Sugar barons to pocket Sh1.3bn in days after import nod

A shopper buys a packet of sugar. The AFA approved import of 15,000 tonnes. PHOTO | FILE

What you need to know:

  • Some 15,000 tonnes of sugar will arrive in the country next week to help stop a rise in consumer prices after millers raised their charges following the shortage.
  • Based on Kenya’s annual estimate consumption of 800,000 tonnes of sugar, the 15,000 tonnes could be consumed in seven days.
  • The imports are mainly from Uganda where they are trucked in and Madagascar, Malawi and Zambia where the imports come in shiploads.

Sugar barons look set to pocket nearly Sh1.3 billion in under 10 days after the agriculture regulator approved the importation of the sweetener to ease shortage in the country.

Agriculture and Food Authority (AFA) director-general Alfred Busolo said 15,000 tonnes of sugar will arrive in the country next week to help stop a rise in consumer prices after millers raised their charges following the shortage.

The sugar import business is controlled by a small clique of merchants who are now in line to earn about Sh1.35 billion based on the prevailing wholesale price of Sh90,000 per tonne of the sweetener.

Based on Kenya’s annual estimate consumption of 800,000 tonnes of sugar, the 15,000 tonnes could be consumed in seven days—underlining the sweet returns of the import business as millers’ struggle to break-even and farmers in Western Kenya wallow in misery.

“We issued permits to allow importation of sugar as we anticipated that there would be a shortage resulting from underperformance of some of the factories and closure of three others for maintenance,” Mr Busolo said in an interview on Monday.

The volume of sugar at the factories has dropped to a low of 4,494 tonnes against the optimum 9, 000 tonnes, piling pressure on prices.

The cost of a 50-kilogramme bag at the factory rose Sh350 last week to Sh4,600 and millers anticipated the cost would continue to rise in the absence of imports, which tend to be cheaper than local produce.

The price rise has watered the market for merchants to reap hundreds of millions of shillings from the imports.

The tight clique of Kenyan merchants is said to be in nearly all segments of the sugar business, doubling as importers, distributors of local sugar, transporters, and owners of giant warehouses.

The imports are mainly from Uganda where they are trucked in and Madagascar, Malawi and Zambia where the imports come in shiploads.

Muhoroni and Kwale Sugar have been down on maintenance while Mumias has been performing poorly due to cane shortage.

Sony managing director Jane Odhiambo attributed the shortage to scarcity of sugarcane—the key raw material.

“The factory prices have been rising because there has been a decline in production that has led to high demand,” said Ms Odhiambo.

But consumer sugar prices have remained at Sh120 per kilogramme since 2015 following stable supply of the commodity in the country.

The import quota is currently between 500 and 1,000 tonnes of brown (table) sugar, which is largely used for domestic consumption.

Import permits remain active for 45 days.
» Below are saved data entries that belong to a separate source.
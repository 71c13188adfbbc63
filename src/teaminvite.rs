/*
 *  Agon - Discord bot for running team tournaments inside Discord servers.
 *  Copyright (C) 2026  The Agon developers
 *
 *  This program is free software: you can redistribute it and/or modify
 *  it under the terms of the GNU General Public License as published by
 *  the Free Software Foundation, either version 3 of the License, or
 *  (at your option) any later version.
 *
 *  This program is distributed in the hope that it will be useful,
 *  but WITHOUT ANY WARRANTY; without even the implied warranty of
 *  MERCHANTABILITY or FITNESS FOR A PARTICULAR PURPOSE.  See the
 *  GNU General Public License for more details.
 *
 *  You should have received a copy of the GNU General Public License
 *  along with this program.  If not, see <https://www.gnu.org/licenses/>.
 */
use getset::Getters;
use serde::{Deserialize, Serialize};
use serenity::all::{RoleId, UserId};

/// Data structure defining a team invite.
///
/// Invites are sent by team members to registered players in the same guild,
/// asking them to join the team. They are stored on the invited player until
/// accepted (via `/team join`) or until the player joins some team.
#[cfg_attr(debug_assertions, derive(Debug))]
#[derive(Clone, Serialize, Deserialize, Getters)]
pub struct TeamInvite {
    /// Role of the inviting team (teams are keyed by their role).
    #[getset(get = "pub")]
    team: RoleId,
    /// Display name of the inviting team, for listing the invite.
    #[getset(get = "pub")]
    team_name: String,
    /// Member that sent the invite.
    #[getset(get = "pub")]
    sender: UserId,
}

impl From<(RoleId, String, UserId)> for TeamInvite {
    fn from((team, team_name, sender): (RoleId, String, UserId)) -> TeamInvite {
        TeamInvite {
            team,
            team_name,
            sender,
        }
    }
}

/// Comparison of `TeamInvite` objects.
///
/// Two invites are considered equal if they point to the same team; a player
/// never holds more than one pending invite per team.
impl PartialEq for TeamInvite {
    fn eq(&self, other: &Self) -> bool {
        self.team == other.team
    }
}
Kenya normally import its sugar from the Common Market for Eastern and Southern Africa and East African Community member states.

Kenya’s sugar consumption has increased by three per cent in the last one year pushed by population growth.

Statistics from sugar directorate indicate that consumption stood at 889,233 tonnes from 860,084 tonnes in 2014.

The statistics paint a picture of fast rising demand, far surpassing the 800,000 tonnes a year estimate. The directorate commissioned a survey to ascertain the current requirement in Kenya.

Production of sugar hit 632,000 tonnes last year from 592,000 tonnes in the previous year, making it the highest production in Kenya’s sugar history.